Risk concern was not unwarranted
As we have seen all too clearly, with the security breaches experienced by multinational companies such as Target, Uber and Equifax, digital records are vulnerable to attack. Not that the old processes were immune to compromise either. But the consumer has spoken and there is no going back. Financial companies need to be digitized as quickly as possible.
Now that the necessity has been accepted by the lending industry, the hard work of developing the technology is underway and the companies leading the charge, especially those investing in building out their own proprietary systems, should see significant consumer response. Those are the companies that will be ready to meet the consumers where they live and make the entire loan process fast, certain and convenient, from application to funding.
Building compliance into the digital DNA
It’s not just about creating a platform that can accept digital records transfers. However there are many layers that must be factored in when developing technology for mortgage companies. One of the central issues is the element of regulatory compliance. Currently, most mortgage companies rely on off-the-shelf loan-origination systems to take and fulfill mortgage applications. These one-size-fits-all programs are great at achieving minimum compliance requirements, but should we really settle for “minimum compliance”?

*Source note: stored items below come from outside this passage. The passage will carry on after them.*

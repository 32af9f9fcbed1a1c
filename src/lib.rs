//! qpanel - a terminal SQL query panel backed by a remote export endpoint.
//!
//! The library exposes the core modules for the binary and integration tests.

pub mod cli;
pub mod config;
pub mod editor;
pub mod error;
pub mod executor;
pub mod export;
pub mod highlight;
pub mod logging;
pub mod notify;
pub mod panel;
pub mod tui;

To make regulatory compliance requirements most effective, it needs to be easy and seamless and built into the foundation of the technology itself. As Steve Jobs once said, “simple can be harder than complex.” It should be the goal of every lender to make regulatory compliance simple, unobtrusive and as clear as possible for the consumer.
Having your company’s compliance experts involved in the creation of the technology can have distinct advantages such as building the requirements into the architecture of the system. Additionally, they can provide the wording for each page of a digital loan-origination form and make it as transparent as possible. It is widely accepted that if an online form is not easy to fill out, the consumer will not continue with it.
Clear, concise, compliant
Successful organizations are those that look to regulatory compliance as an opportunity, not a burden. Regulatory changes provide an opportunity for mortgage companies to re-examine their entire origination processes. As companies implement new regulations they need to ask themselves these basic questions:
• Do I still need to do it this way?
• What if I eliminate this particular practice?

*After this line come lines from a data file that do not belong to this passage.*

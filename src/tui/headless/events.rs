//! Event script language for headless runs.
//!
//! A script is a list of `kind:value` items separated by commas or newlines.
//! Lines starting with `#` are comments.
//!
//! ```text
//! type:SELECT 1
//! key:f5
//! assert:contains:Query Ran Successfully
//! assert:state:row_count=1
//! ```

use super::HeadlessState;
use crate::error::{PanelError, Result};
use crossterm::event::{KeyCode, KeyEvent, KeyModifiers};
use regex::Regex;
use serde_json::Value;
use std::fmt;
use std::time::Duration;

/// A check against the rendered screen or the panel state.
#[derive(Debug, Clone, PartialEq)]
pub enum Assertion {
    /// Screen contains the text, ignoring case.
    Contains(String),
    /// Screen contains the text exactly.
    ContainsExact(String),
    NotContains(String),
    /// Screen matches a regular expression.
    Matches(String),
    /// A state field, rendered as text, equals the value.
    StateEquals { field: String, value: String },
    /// Numeric comparison of a state field (`>=`, `<=`, `>`, `<`).
    StateCompare {
        field: String,
        op: String,
        value: String,
    },
}

impl Assertion {
    pub fn check(&self, screen: &str, state: &HeadlessState) -> bool {
        match self {
            Self::Contains(text) => screen.to_lowercase().contains(&text.to_lowercase()),
            Self::ContainsExact(text) => screen.contains(text.as_str()),
            Self::NotContains(text) => !screen.to_lowercase().contains(&text.to_lowercase()),
            Self::Matches(pattern) => Regex::new(pattern)
                .map(|re| re.is_match(screen))
                .unwrap_or(false),
            Self::StateEquals { field, value } => {
                state_field(state, field).as_deref() == Some(value.as_str())
            }
            Self::StateCompare { field, op, value } => {
                let actual = state_field(state, field).and_then(|v| v.parse::<i64>().ok());
                let expected = value.parse::<i64>().ok();
                match (actual, expected) {
                    (Some(a), Some(e)) => match op.as_str() {
                        ">=" => a >= e,
                        "<=" => a <= e,
                        ">" => a > e,
                        "<" => a < e,
                        _ => false,
                    },
                    _ => false,
                }
            }
        }
    }
}

/// Reads a state field by its serialized name. Strings come back unquoted.
fn state_field(state: &HeadlessState, field: &str) -> Option<String> {
    let value = serde_json::to_value(state).ok()?;
    match value.get(field)? {
        Value::String(s) => Some(s.clone()),
        Value::Null => Some("null".to_string()),
        other => Some(other.to_string()),
    }
}

/// One scripted step.
#[derive(Debug, Clone, PartialEq)]
pub enum Event {
    Key(KeyEvent),
    /// Types each character as a key press.
    Type(String),
    Wait(Duration),
    Resize(u16, u16),
    /// Marks a point of interest; captured as a frame in frames mode.
    Snapshot(String),
    Assert(Assertion),
}

impl fmt::Display for Event {
    fn fmt(&self, f: &mut fmt::Formatter<'_>) -> fmt::Result {
        match self {
            Self::Key(key) => {
                let mut name = String::new();
                for (modifier, label) in [
                    (KeyModifiers::CONTROL, "ctrl+"),
                    (KeyModifiers::ALT, "alt+"),
                    (KeyModifiers::SHIFT, "shift+"),
                ] {
                    if key.modifiers.contains(modifier) {
                        name.push_str(label);
                    }
                }
                name.push_str(&key_name(key.code));
                write!(f, "key:{name}")
            }
            Self::Type(text) => write!(f, "type:{text}"),
            Self::Wait(d) => write!(f, "wait:{}ms", d.as_millis()),
            Self::Resize(w, h) => write!(f, "resize:{w}x{h}"),
            Self::Snapshot(name) => write!(f, "snapshot:{name}"),
            Self::Assert(Assertion::Contains(t)) => write!(f, "assert:contains:{t}"),
            Self::Assert(Assertion::ContainsExact(t)) => write!(f, "assert:contains-exact:{t}"),
            Self::Assert(Assertion::NotContains(t)) => write!(f, "assert:not-contains:{t}"),
            Self::Assert(Assertion::Matches(p)) => write!(f, "assert:matches:{p}"),
            Self::Assert(Assertion::StateEquals { field, value }) => {
                write!(f, "assert:state:{field}={value}")
            }
            Self::Assert(Assertion::StateCompare { field, op, value }) => {
                write!(f, "assert:state:{field}{op}{value}")
            }
        }
    }
}

/// Named keys accepted by `key:`, with their aliases.
const NAMED_KEYS: &[(&[&str], KeyCode)] = &[
    (&["enter", "return"], KeyCode::Enter),
    (&["esc", "escape"], KeyCode::Esc),
    (&["tab"], KeyCode::Tab),
    (&["backspace", "bs"], KeyCode::Backspace),
    (&["delete", "del"], KeyCode::Delete),
    (&["up"], KeyCode::Up),
    (&["down"], KeyCode::Down),
    (&["left"], KeyCode::Left),
    (&["right"], KeyCode::Right),
    (&["home"], KeyCode::Home),
    (&["end"], KeyCode::End),
    (&["pageup", "pgup"], KeyCode::PageUp),
    (&["pagedown", "pgdn"], KeyCode::PageDown),
    (&["space"], KeyCode::Char(' ')),
];

fn key_name(code: KeyCode) -> String {
    if let KeyCode::F(n) = code {
        return format!("f{n}");
    }
    if let KeyCode::Char(c) = code {
        if c != ' ' {
            return c.to_string();
        }
    }
    NAMED_KEYS
        .iter()
        .find(|(_, k)| *k == code)
        .map(|(names, _)| names[0].to_string())
        .unwrap_or_else(|| "unknown".to_string())
}

/// Parser for event scripts.
#[derive(Debug, Default)]
pub struct EventParser;

impl EventParser {
    pub fn new() -> Self {
        Self
    }

    /// Parses a whole script.
    pub fn parse_all(&self, input: &str) -> Result<Vec<Event>> {
        input
            .lines()
            .map(str::trim)
            .filter(|line| !line.is_empty() && !line.starts_with('#'))
            .flat_map(split_items)
            .filter(|item| !item.trim().is_empty())
            .map(|item| self.parse_one(&item))
            .collect()
    }

    /// Parses a single `kind:value` item.
    pub fn parse_one(&self, input: &str) -> Result<Event> {
        let input = input.trim();
        let Some((kind, value)) = input.split_once(':') else {
            return Err(PanelError::config(format!(
                "Invalid event '{input}'. Expected kind:value"
            )));
        };

        match kind.trim().to_lowercase().as_str() {
            "key" => parse_key(value.trim()).map(Event::Key),
            // Leading spaces are significant when typing
            "type" => Ok(Event::Type(value.to_string())),
            "wait" => parse_wait(value.trim()).map(Event::Wait),
            "resize" => {
                let (w, h) = parse_size(value.trim())?;
                Ok(Event::Resize(w, h))
            }
            "snapshot" => Ok(Event::Snapshot(value.trim().to_string())),
            "assert" => parse_assert(value.trim()).map(Event::Assert),
            other => Err(PanelError::config(format!(
                "Unknown event kind '{other}'. Valid kinds: key, type, wait, resize, snapshot, assert"
            ))),
        }
    }
}

/// Splits a script line on commas. `\,` is a literal comma inside an item.
fn split_items(line: &str) -> Vec<String> {
    let mut items = Vec::new();
    let mut current = String::new();
    let mut chars = line.chars().peekable();
    while let Some(c) = chars.next() {
        match c {
            '\\' if chars.peek() == Some(&',') => {
                chars.next();
                current.push(',');
            }
            ',' => items.push(std::mem::take(&mut current)),
            _ => current.push(c),
        }
    }
    items.push(current);
    items
}

/// Parses `enter`, `f5`, `ctrl+t`, `shift+tab` and the like.
fn parse_key(value: &str) -> Result<KeyEvent> {
    let mut parts: Vec<&str> = value.split('+').collect();
    // A literal plus sign: "key:+" or "key:ctrl++"
    if value.ends_with("++") || value == "+" {
        parts.retain(|p| !p.is_empty());
        parts.push("+");
    }
    let Some((key, modifiers)) = parts.split_last() else {
        return Err(PanelError::config("Empty key event"));
    };

    let mut mods = KeyModifiers::NONE;
    for modifier in modifiers {
        mods |= match modifier.to_lowercase().as_str() {
            "ctrl" | "control" => KeyModifiers::CONTROL,
            "alt" => KeyModifiers::ALT,
            "shift" => KeyModifiers::SHIFT,
            other => {
                return Err(PanelError::config(format!(
                    "Unknown modifier '{other}'. Valid modifiers: ctrl, alt, shift"
                )))
            }
        };
    }

    Ok(KeyEvent::new(parse_key_code(key)?, mods))
}

fn parse_key_code(key: &str) -> Result<KeyCode> {
    let lower = key.to_lowercase();

    if let Some(n) = lower.strip_prefix('f').and_then(|n| n.parse::<u8>().ok()) {
        if (1..=12).contains(&n) {
            return Ok(KeyCode::F(n));
        }
    }

    if let Some((_, code)) = NAMED_KEYS
        .iter()
        .find(|(names, _)| names.contains(&lower.as_str()))
    {
        return Ok(*code);
    }

    let mut chars = key.chars();
    match (chars.next(), chars.next()) {
        (Some(c), None) => Ok(KeyCode::Char(c)),
        _ => Err(PanelError::config(format!(
            "Unknown key '{key}'. Use a single character or a named key such as enter, esc, tab, f5"
        ))),
    }
}

/// Parses `100ms`, `2s` or a bare number of milliseconds.
fn parse_wait(value: &str) -> Result<Duration> {
    let lower = value.to_lowercase();
    let invalid = || PanelError::config(format!("Invalid duration '{value}'"));

    if let Some(ms) = lower.strip_suffix("ms") {
        ms.trim().parse().map(Duration::from_millis).map_err(|_| invalid())
    } else if let Some(secs) = lower.strip_suffix('s') {
        secs.trim().parse().map(Duration::from_secs).map_err(|_| invalid())
    } else {
        lower.parse().map(Duration::from_millis).map_err(|_| invalid())
    }
}

/// Parses `WIDTHxHEIGHT`.
pub fn parse_size(value: &str) -> Result<(u16, u16)> {
    let Some((w, h)) = value.split_once('x') else {
        return Err(PanelError::config(format!(
            "Invalid size '{value}'. Expected WIDTHxHEIGHT (e.g. 80x24)"
        )));
    };
    let width = w
        .trim()
        .parse::<u16>()
        .map_err(|_| PanelError::config(format!("Invalid width '{w}'")))?;
    let height = h
        .trim()
        .parse::<u16>()
        .map_err(|_| PanelError::config(format!("Invalid height '{h}'")))?;
    Ok((width, height))
}

fn parse_assert(value: &str) -> Result<Assertion> {
    let Some((kind, rest)) = value.split_once(':') else {
        return Err(PanelError::config(format!(
            "Invalid assertion '{value}'. Expected assert:kind:value"
        )));
    };
    let rest = rest.trim().to_string();

    match kind.trim().to_lowercase().as_str() {
        "contains" => Ok(Assertion::Contains(rest)),
        "contains-exact" => Ok(Assertion::ContainsExact(rest)),
        "not-contains" => Ok(Assertion::NotContains(rest)),
        "matches" => Ok(Assertion::Matches(rest)),
        "state" => parse_state_assertion(&rest),
        other => Err(PanelError::config(format!(
            "Unknown assertion '{other}'. Valid assertions: contains, contains-exact, not-contains, matches, state"
        ))),
    }
}

/// Parses `field=value` or `field>=number` (also `<=`, `>`, `<`).
fn parse_state_assertion(value: &str) -> Result<Assertion> {
    for op in [">=", "<=", ">", "<", "="] {
        if let Some((field, expected)) = value.split_once(op) {
            let field = field.trim().to_string();
            let expected = expected.trim().to_string();
            return Ok(if op == "=" {
                Assertion::StateEquals {
                    field,
                    value: expected,
                }
            } else {
                Assertion::StateCompare {
                    field,
                    op: op.to_string(),
                    value: expected,
                }
            });
        }
    }

    Err(PanelError::config(format!(
        "Invalid state assertion '{value}'. Expected field=value or field>=number"
    )))
}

• How can I streamline or automate this?
Each answer will help lenders clarify their systems further and for those running their own system, the results can evolve as the technology evolves.
Those organizations that approach technology, risk, and regulatory compliance with a commitment to clarity, efficiency and ease of use will find gains in all facets of their business each time they implement a new procedural change or version of technology.